Personal information
- Born: February 7, 1953 (age 73) Mobile, Alabama, U.S.
- Listed height: 6 ft 4 in (1.93 m)
- Listed weight: 241 lb (109 kg)

Career information
- High school: Vigor (Prichard, Alabama)
- College: Jackson State (1971–1974)
- NFL draft: 1975: 1st round, 6th overall pick

Career history
- Houston Oilers (1975–1984);

Awards and highlights
- NFL Defensive Rookie of the Year (1975); 2× First-team All-Pro (1978, 1979); 4× Second-team All-Pro (1976, 1977, 1980, 1981); 7× Pro Bowl (1976–1982); NFL 1970s All-Decade Team; PFWA All-Rookie Team (1975); Titans/Oilers Ring of Honor; First-team Little All-American (1974); First-team All-SWAC (1974);

Career NFL statistics
- Total tackles: 1,281
- Sacks: 48
- Fumble recoveries: 14
- Interceptions: 13
- Interception yards: 201
- Stats at Pro Football Reference
- Pro Football Hall of Fame

= Robert Brazile =

American football player (born 1953)

Robert Lorenzo Brazile Jr. (born February 7, 1953), nicknamed "Dr. Doom", is an American former professional football player who was a linebacker in the National Football League (NFL). Brazile played from 1975 to 1984 for the Houston Oilers and was inducted into the Pro Football Hall of Fame in 2018.

==Professional career==
Brazile was taken with the sixth overall pick of the first round of the 1975 NFL draft. It was part of the bounty Sid Gillman acquired along with Curley Culp when he traded John Matuszak to the Kansas City Chiefs. However, it would be new head coach/general manager Bum Phillips who made the selection.

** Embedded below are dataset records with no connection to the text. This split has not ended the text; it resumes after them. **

//! Routing mode and runtime environment detection.

use std::env;

use tracing::{debug, warn};

/// How outbound requests are routed, resolved once at startup.
#[derive(Debug, Clone, Copy, PartialEq, Eq, Default)]
pub enum ProxyMode {
    /// Decide from the runtime context (cloud => proxy, local => direct).
    #[default]
    Auto,
    /// Always connect directly.
    ForceLocal,
    /// Always route through the proxy pool.
    ForceProxy,
}

impl ProxyMode {
    /// Resolve the two tri-state override flags into a single mode.
    ///
    /// When both flags are asserted, `ForceProxy` wins.
    pub fn from_flags(force_local: Option<bool>, force_proxy: Option<bool>) -> Self {
        let local = force_local.unwrap_or(false);
        let proxy = force_proxy.unwrap_or(false);

        match (local, proxy) {
            (true, true) => {
                warn!("Both FORCE_LOCAL and FORCE_PROXY are set; FORCE_PROXY takes precedence");
                ProxyMode::ForceProxy
            }
            (_, true) => ProxyMode::ForceProxy,
            (true, false) => ProxyMode::ForceLocal,
            (false, false) => ProxyMode::Auto,
        }
    }

    pub fn force_local(&self) -> bool {
        matches!(self, ProxyMode::ForceLocal)
    }

    pub fn force_proxy(&self) -> bool {
        matches!(self, ProxyMode::ForceProxy)
    }
}

impl std::fmt::Display for ProxyMode {
    fn fmt(&self, f: &mut std::fmt::Formatter<'_>) -> std::fmt::Result {
        match self {
            ProxyMode::Auto => write!(f, "auto"),
            ProxyMode::ForceLocal => write!(f, "force-local"),
            ProxyMode::ForceProxy => write!(f, "force-proxy"),
        }
    }
}

impl std::str::FromStr for ProxyMode {
    type Err = String;

    fn from_str(s: &str) -> Result<Self, Self::Err> {
        match s.to_lowercase().replace(['-', '_'], "").as_str() {
            "auto" => Ok(ProxyMode::Auto),
            "forcelocal" | "local" | "direct" => Ok(ProxyMode::ForceLocal),
            "forceproxy" | "proxy" => Ok(ProxyMode::ForceProxy),
            _ => Err(format!(
                "Invalid proxy mode '{}'. Valid options: auto, force-local, force-proxy",
                s
            )),
        }
    }
}

/// Facts about the process environment, captured once and passed around.
#[derive(Debug, Clone, Copy, PartialEq, Eq, Default)]
pub struct RuntimeContext {
    pub is_cloud: bool,
}

impl RuntimeContext {
    pub fn local() -> Self {
        Self { is_cloud: false }
    }

    pub fn cloud() -> Self {
        Self { is_cloud: true }
    }

    /// Inspect ambient signals to decide whether we run in the cloud.
    ///
    /// Order: `HOOPSYNC_CLOUD` override, AWS execution variables, host name.
    pub fn detect() -> Self {
        if let Some(explicit) = parse_flag(env::var("HOOPSYNC_CLOUD").ok().as_deref()) {
            debug!("HOOPSYNC_CLOUD override: is_cloud={}", explicit);
            return Self { is_cloud: explicit };
        }

        if env::var_os("AWS_EXECUTION_ENV").is_some()
            || env::var_os("AWS_LAMBDA_FUNCTION_NAME").is_some()
        {
            debug!("AWS execution environment detected");
            return Self::cloud();
        }

        let host = hostname::get()
            .ok()
            .and_then(|h| h.into_string().ok())
            .unwrap_or_default();
        Self {
            is_cloud: hostname_looks_like_cloud(&host),
        }
    }
}

/// Pure query over an already-detected context.
pub fn is_cloud_environment(context: &RuntimeContext) -> bool {
    context.is_cloud
}

fn hostname_looks_like_cloud(host: &str) -> bool {
    let host = host.to_lowercase();
    host.contains("aws") || host.contains("ec2")
}

/// Parse a tri-state boolean flag (`1/true/yes/on`, `0/false/no/off`).
pub fn parse_flag(value: Option<&str>) -> Option<bool> {
    let value = value?.trim();
    if value == "1"
        || value.eq_ignore_ascii_case("true")
        || value.eq_ignore_ascii_case("yes")
        || value.eq_ignore_ascii_case("on")
    {
        Some(true)
    } else if value == "0"
        || value.eq_ignore_ascii_case("false")
        || value.eq_ignore_ascii_case("no")
        || value.eq_ignore_ascii_case("off")
    {
        Some(false)
    } else {
        None
    }
}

Phillips' arrival in Houston also brought a change in the base defense the Oilers ran, switching from a 4-3 to a 3-4. The 3–4 would prove to be a perfect fit for Brazile's combination of size (6'4", 230 lbs) and great speed. While most cite Lawrence Taylor as the prototype of the pass-rushing outside linebacker in the NFL, there are some, including Phillips, who say Brazile was the one who first made the 3–4 popular for sending an outside linebacker to rush the quarterback. Brazile also performed well in pass coverage and against the run, consistently ranking at or near the top for the team lead in tackles even though opponents often avoided his side of the field.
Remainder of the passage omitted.